Arieh explained further, "Poker is a series of repetitious situations. Success means making the best of every one, of not giving money away when you lose concentration, of going deep into pot odds, so you're thinking not just about what's in the pot now, but what you're going to get paid if you make your hand, the implied odds."

Right there, I want to stop and practically slap all the people who scream after starting with A-K, flop nothing, and lose several more bets (or their stack, in a no-limit tournament), and make them listen to Arieh's words. Yes, you started with a better hand, A-K vs. 10-9; what do you want, an award? Hold'em is a seven-card game, not a two-card game, and I see so many people turning purple about their so-called "bad beats" when most of the money they lost went in after the flop defined both their and their opponent's hands.

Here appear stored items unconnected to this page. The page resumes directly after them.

#[cfg(test)]
mod tests {
    use super::*;
    use tock_registers::LocalRegisterCopy;

    fn register(name: &str) -> &'static crate::memory_map::RegisterInfo {
        LAYOUT
            .registers
            .iter()
            .find(|register| register.name == name)
            .unwrap()
    }

    #[test]
    fn mixed_widths() {
        assert_eq!(register("SMIH_HOST_CONTROL_1_REGISTER").width, 8);
        assert_eq!(register("SMIH_CLOCK_CONTROL_REGISTER").width, 16);
        assert_eq!(register("SMIH_PRESENT_STATE_REGISTER").width, 32);
        let caps = register("SMIH_CAPABILITIES_REGISTER");
        assert_eq!((caps.offset, caps.width), (0x40, 64));
    }

    #[test]
    fn signaling_switch_keeps_its_register_name() {
        let field = register("SMIH_HOST_CONTROL_2_REGISTER")
            .field("_1_8V_SIGNALING_ENABLE")
            .unwrap();
        assert_eq!((field.offset, field.width), (3, 1));

        let mut control: LocalRegisterCopy<u16, SMIH_HOST_CONTROL_2_REGISTER::Register> =
            LocalRegisterCopy::new(0);
        control.modify(SMIH_HOST_CONTROL_2_REGISTER::_1_8V_SIGNALING_ENABLE::SET);
        assert_eq!(control.get(), 0x0008);
    }

    #[test]
    fn capability_fields_above_bit_31() {
        let multiplier = register("SMIH_CAPABILITIES_REGISTER")
            .field("CLOCK_MULTIPLIER")
            .unwrap();
        assert_eq!((multiplier.offset, multiplier.width), (48, 8));
        assert_eq!(multiplier.mask(), 0x00ff_0000_0000_0000);

        let caps: LocalRegisterCopy<u64, SMIH_CAPABILITIES_REGISTER::Register> =
            LocalRegisterCopy::new(0x0000_0003_2df4_32b2);
        assert!(caps.is_set(SMIH_CAPABILITIES_REGISTER::SDR50_SUPPORT));
        assert_eq!(caps.read(SMIH_CAPABILITIES_REGISTER::BASE_CLOCK_FREQUENCY_FOR_SD_CLOCK), 0x32);
    }

    #[test]
    fn single_block_read_command() {
        let mut command: LocalRegisterCopy<u16, SMIH_COMMAND_REGISTER::Register> =
            LocalRegisterCopy::new(0);
        command.modify(
            SMIH_COMMAND_REGISTER::COMMAND_INDEX.val(17)
                + SMIH_COMMAND_REGISTER::DATA_PRESENT_SELECT::SET
                + SMIH_COMMAND_REGISTER::COMMAND_INDEX_CHECK_ENABLE::SET
                + SMIH_COMMAND_REGISTER::COMMAND_CRC_CHECK_ENABLE::SET
                + SMIH_COMMAND_REGISTER::RESPONSE_TYPE_SELECT::Length48,
        );
        assert_eq!(command.get(), 0x113a);
    }
}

Arieh was really energized by this point in our talk. "Always concentrate. Always try to go at least one level further in your thinking than your opponent does. Think to a deeper plateau than your opponent will, so you know why he's doing what he's doing."

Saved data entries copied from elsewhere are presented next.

// Licensed under the Apache License, Version 2.0 or the MIT License.
// SPDX-License-Identifier: Apache-2.0 OR MIT
// Copyright Tock Contributors 2022.

//! Typed handles to every si91x peripheral instance.
//!
//! Each instance is available as a `*_BASE` constant, which is what chip
//! drivers normally store. [`Peripherals::take`] hands the whole set out once
//! for code that wants to prove it is the only user of the hardware.

use core::sync::atomic::{AtomicBool, Ordering};

use log::{debug, warn};

use crate::registers::aux_adc_regs::AuxAdcDacCompRegisters;
use crate::registers::can_regs::CanRegisters;
use crate::registers::crc_regs::CrcRegisters;
use crate::registers::ct_regs::{CtMuxRegisters, CtRegisters};
use crate::registers::efuse_regs::EfuseRegisters;
use crate::registers::egpio_regs::EgpioRegisters;
use crate::registers::ethernet_regs::EthernetRegisters;
use crate::registers::gpdma_regs::{GpdmaCRegisters, GpdmaGRegisters};
use crate::registers::hwrng_regs::HwrngRegisters;
use crate::registers::i2c_regs::I2cRegisters;
use crate::registers::i2s_regs::I2sRegisters;
use crate::registers::m4clk_regs::M4ClkRegisters;
use crate::registers::mcpwm_regs::McpwmRegisters;
use crate::registers::misc_config_regs::MiscConfigRegisters;
use crate::registers::npss_regs::{
    BattFfRegisters, McuAonRegisters, McuFsmRegisters, McuRetRegisters, NpssIntrRegisters,
};
use crate::registers::qspi_regs::QspiRegisters;
use crate::registers::rtc_regs::{RtcRegisters, TimePeriodRegisters};
use crate::registers::smih_regs::SmihRegisters;
use crate::registers::ssi_regs::SsiRegisters;
use crate::registers::top_si91x::*;
use crate::registers::udma_regs::UdmaRegisters;
use crate::registers::ulp_timer_regs::TimersRegisters;
use crate::registers::ulpclk_regs::UlpClkRegisters;
use crate::registers::usart_regs::UsartRegisters;
use crate::registers::usb_regs::UsbRegisters;
use crate::registers::vad_regs::VadRegisters;
use crate::registers::wdt_regs::McuWdtRegisters;
use crate::StaticRef;

macro_rules! peripheral_set {
    ($($field:ident: $regs:ty = $name:ident @ $addr:ident;)*) => {
        $(
            pub const $name: StaticRef<$regs> = unsafe { StaticRef::new($addr as *const $regs) };
        )*

        /// One handle per peripheral instance.
        pub struct Peripherals {
            $(pub $field: StaticRef<$regs>,)*
        }

        impl Peripherals {
            const fn new() -> Peripherals {
                Peripherals {
                    $($field: $name,)*
                }
            }
        }
    };
}

peripheral_set! {
    usart0: UsartRegisters = USART0_BASE @ USART0_BASE_ADDR;
    uart1: UsartRegisters = UART1_BASE @ UART1_BASE_ADDR;
    ulp_uart: UsartRegisters = ULP_UART_BASE @ ULP_UART_BASE_ADDR;
    i2c0: I2cRegisters = I2C0_BASE @ I2C0_BASE_ADDR;
    i2c1: I2cRegisters = I2C1_BASE @ I2C1_BASE_ADDR;
    i2c2: I2cRegisters = I2C2_BASE @ I2C2_BASE_ADDR;
    ssi0: SsiRegisters = SSI0_BASE @ SSI0_BASE_ADDR;
    ssi_slave: SsiRegisters = SSI_SLAVE_BASE @ SSI_SLAVE_BASE_ADDR;
    ssi2: SsiRegisters = SSI2_BASE @ SSI2_BASE_ADDR;
    i2s0: I2sRegisters = I2S0_BASE @ I2S0_BASE_ADDR;
    i2s1: I2sRegisters = I2S1_BASE @ I2S1_BASE_ADDR;
    can1: CanRegisters = CAN1_BASE @ CAN1_BASE_ADDR;
    qspi: QspiRegisters = QSPI_BASE @ QSPI_BASE_ADDR;
    qspi2: QspiRegisters = QSPI2_BASE @ QSPI2_BASE_ADDR;
    gpdma_g: GpdmaGRegisters = GPDMA_G_BASE @ GPDMA_G_BASE_ADDR;
    gpdma_c: GpdmaCRegisters = GPDMA_C_BASE @ GPDMA_C_BASE_ADDR;
    udma0: UdmaRegisters = UDMA0_BASE @ UDMA0_BASE_ADDR;
    udma1: UdmaRegisters = UDMA1_BASE @ UDMA1_BASE_ADDR;
    egpio: EgpioRegisters = EGPIO_BASE @ EGPIO_BASE_ADDR;
    egpio1: EgpioRegisters = EGPIO1_BASE @ EGPIO1_BASE_ADDR;
    timers: TimersRegisters = TIMERS_BASE @ TIMERS_BASE_ADDR;
    ct0: CtRegisters = CT0_BASE @ CT0_BASE_ADDR;
    ct1: CtRegisters = CT1_BASE @ CT1_BASE_ADDR;
    ct2: CtRegisters = CT2_BASE @ CT2_BASE_ADDR;
    ct3: CtRegisters = CT3_BASE @ CT3_BASE_ADDR;
    ct_mux: CtMuxRegisters = CT_MUX_REG_BASE @ CT_MUX_REG_BASE_ADDR;
    mcpwm: McpwmRegisters = MCPWM_BASE @ MCPWM_BASE_ADDR;
    mcu_aon: McuAonRegisters = MCU_AON_BASE @ MCU_AON_BASE_ADDR;
    mcu_fsm: McuFsmRegisters = MCU_FSM_BASE @ MCU_FSM_BASE_ADDR;
    time_period: TimePeriodRegisters = TIME_PERIOD_BASE @ TIME_PERIOD_BASE_ADDR;
    mcu_wdt: McuWdtRegisters = MCU_WDT_BASE @ MCU_WDT_BASE_ADDR;
    batt_ff: BattFfRegisters = BATT_FF_BASE @ BATT_FF_BASE_ADDR;
    rtc: RtcRegisters = RTC_BASE @ RTC_BASE_ADDR;
    mcu_ret: McuRetRegisters = MCU_RET_BASE @ MCU_RET_BASE_ADDR;
    npss_intr: NpssIntrRegisters = NPSS_INTR_BASE @ NPSS_INTR_BASE_ADDR;
    m4clk: M4ClkRegisters = M4CLK_BASE @ M4CLK_BASE_ADDR;
    ulpclk: UlpClkRegisters = ULPCLK_BASE @ ULPCLK_BASE_ADDR;
    misc_config: MiscConfigRegisters = MISC_CONFIG_BASE @ MISC_CONFIG_BASE_ADDR;
    efuse: EfuseRegisters = EFUSE_BASE @ EFUSE_BASE_ADDR;
    crc: CrcRegisters = CRC_BASE @ CRC_BASE_ADDR;
    hwrng: HwrngRegisters = HWRNG_BASE @ HWRNG_BASE_ADDR;
    aux_adc_dac_comp: AuxAdcDacCompRegisters = AUX_ADC_DAC_COMP_BASE @ AUX_ADC_DAC_COMP_BASE_ADDR;
    vad: VadRegisters = VAD_BASE @ VAD_BASE_ADDR;
    ethernet: EthernetRegisters = ETHERNET_BASE @ ETHERNET_BASE_ADDR;
    usb: UsbRegisters = USB_BASE @ USB_BASE_ADDR;
    sdmem: SmihRegisters = SDMEM_BASE @ SDMEM_BASE_ADDR;
}

static TAKEN: AtomicBool = AtomicBool::new(false);

impl Peripherals {
    /// Returns the peripheral set the first time it is called and `None`
    /// afterwards.
    pub fn take() -> Option<Peripherals> {
        if TAKEN.swap(true, Ordering::AcqRel) {
            warn!("si91x peripherals already taken");
            None
        } else {
            debug!("si91x peripherals taken");
            Some(Peripherals::new())
        }
    }

    /// Returns the peripheral set without checking whether it was taken.
    ///
    /// ## Safety
    ///
    /// The caller must make sure no two owners drive the same registers at
    /// the same time.
    pub unsafe fn steal() -> Peripherals {
        TAKEN.store(true, Ordering::Release);
        Peripherals::new()
    }
}

#[cfg(test)]
mod tests {
    use super::*;
    use crate::memory_map;

    #[test]
    fn take_hands_out_one_set() {
        let first = Peripherals::take();
        assert!(first.is_some());
        assert!(Peripherals::take().is_none());
        // Stealing still works once the set is gone.
        let stolen = unsafe { Peripherals::steal() };
        assert_eq!(stolen.i2c0.addr(), first.map(|p| p.i2c0.addr()).unwrap());
    }

    #[test]
    fn handles_match_the_memory_map() {
        let checks: [(&str, usize); 8] = [
            ("I2C0", I2C0_BASE.addr()),
            ("UART1", UART1_BASE.addr()),
            ("GPDMA_C", GPDMA_C_BASE.addr()),
            ("CT3", CT3_BASE.addr()),
            ("RTC", RTC_BASE.addr()),
            ("NPSS_INTR", NPSS_INTR_BASE.addr()),
            ("AUX_ADC_DAC_COMP", AUX_ADC_DAC_COMP_BASE.addr()),
            ("SDMEM", SDMEM_BASE.addr()),
        ];
        for (name, addr) in checks {
            assert_eq!(memory_map::base_address(name), Ok(addr), "{}", name);
        }
    }

    #[test]
    fn typed_block_covers_the_table_entry() {
        let gpdma_c = memory_map::peripheral("GPDMA_C").unwrap();
        assert_eq!(gpdma_c.size(), core::mem::size_of::<GpdmaCRegisters>());
        assert_eq!(gpdma_c.size(), 0x800);
    }
}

Although we didn't discuss too many specific hands from Arieh's WSOP, he did touch on a few. "Here's an example of one I figured out," the handsome father of two said. "In one hand, I made a king-high flush on the river, when the board came Jclubs 6hearts 2hearts Qdiamonds Qhearts. My opponent bet, and I folded instantly, even though you'll see me calling with all kinds of weak hands in other situations. I knew I was beat there; I knew that because my flush card had paired the board, I was nowhere, and I was right. I can't wait until that hand shows up on TV, so I can find out if my reads were as good as I thought.

"My strategy throughout was to play small pots," Arieh continued. "I'd play those small pots and win – chip up, chip up, chip up – and then sooner or later I'd play a big coin-flip hand. If I lost the coin flip, the little pots had given me enough chips so that I was back where I started, and if I won the coin flip, I was off to the races with a big stack.

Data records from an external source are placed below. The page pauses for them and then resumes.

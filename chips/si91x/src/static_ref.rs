// Licensed under the Apache License, Version 2.0 or the MIT License.
// SPDX-License-Identifier: Apache-2.0 OR MIT
// Copyright Tock Contributors 2022.

//! Const-constructible references to memory mapped register blocks.

use core::fmt;
use core::ops::Deref;
use core::ptr::NonNull;

/// A `&'static T` to a register block whose address is only known as an
/// integer, such as `0x4401_0000` for I2C0.
///
/// The dereference is deferred until use, so a `StaticRef` can live in a
/// `const` even though the address has no allocation at compile time.
pub struct StaticRef<T> {
    ptr: NonNull<T>,
}

impl<T> StaticRef<T> {
    /// Wrap a raw peripheral address.
    ///
    /// ## Safety
    ///
    /// - `ptr` must be non-null, aligned for `T` and dereferenceable as `T`.
    /// - The memory behind `ptr` must stay valid for the whole program.
    pub const unsafe fn new(ptr: *const T) -> StaticRef<T> {
        // SAFETY: the caller guarantees `ptr` is non-null.
        StaticRef {
            ptr: unsafe { NonNull::new_unchecked(ptr.cast_mut()) },
        }
    }

    /// Numeric address of the register block. Does not dereference.
    pub fn addr(&self) -> usize {
        self.ptr.as_ptr() as usize
    }

    pub fn as_ptr(&self) -> *const T {
        self.ptr.as_ptr()
    }
}

impl<T> Clone for StaticRef<T> {
    fn clone(&self) -> Self {
        *self
    }
}

impl<T> Copy for StaticRef<T> {}

impl<T> Deref for StaticRef<T> {
    type Target = T;

    fn deref(&self) -> &T {
        // SAFETY: `new` required the pointer to be valid for the program
        // duration.
        unsafe { self.ptr.as_ref() }
    }
}

impl<T> fmt::Debug for StaticRef<T> {
    fn fmt(&self, f: &mut fmt::Formatter<'_>) -> fmt::Result {
        write!(f, "StaticRef({:#010x})", self.addr())
    }
}

#[cfg(test)]
mod tests {
    use super::StaticRef;

    #[repr(C)]
    struct Block {
        _word: u32,
    }

    const BLOCK: StaticRef<Block> = unsafe { StaticRef::new(0x4401_0000 as *const Block) };

    #[test]
    fn address_is_kept_without_dereference() {
        let copy = BLOCK;
        assert_eq!(BLOCK.addr(), 0x4401_0000);
        assert_eq!(copy.as_ptr() as usize, 0x4401_0000);
    }

    #[test]
    fn debug_prints_the_address() {
        assert_eq!(format!("{:?}", BLOCK), "StaticRef(0x44010000)");
    }
}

"I felt like Gus (Hansen, the terrific Danish player) was inside me," Arieh added. "I know how he plays, and it can be devastatingly effective."

I wanted to know if there was a particular point – other than the obvious, his bust-out hand – when Arieh felt the tournament get away from him. He remembered the candidate clearly. "Without taking anything away from David Williams, who played great," Arieh began, "my big trouble hand was when the blinds were $30,000-$60,000, he made it $120,000 with what turned out to be two fives, and I made it $620,000 with my A-K. It's hard to call half a million with a small pair like that, but he did, and when both an ace and a 5 hit the flop, he doubled through me.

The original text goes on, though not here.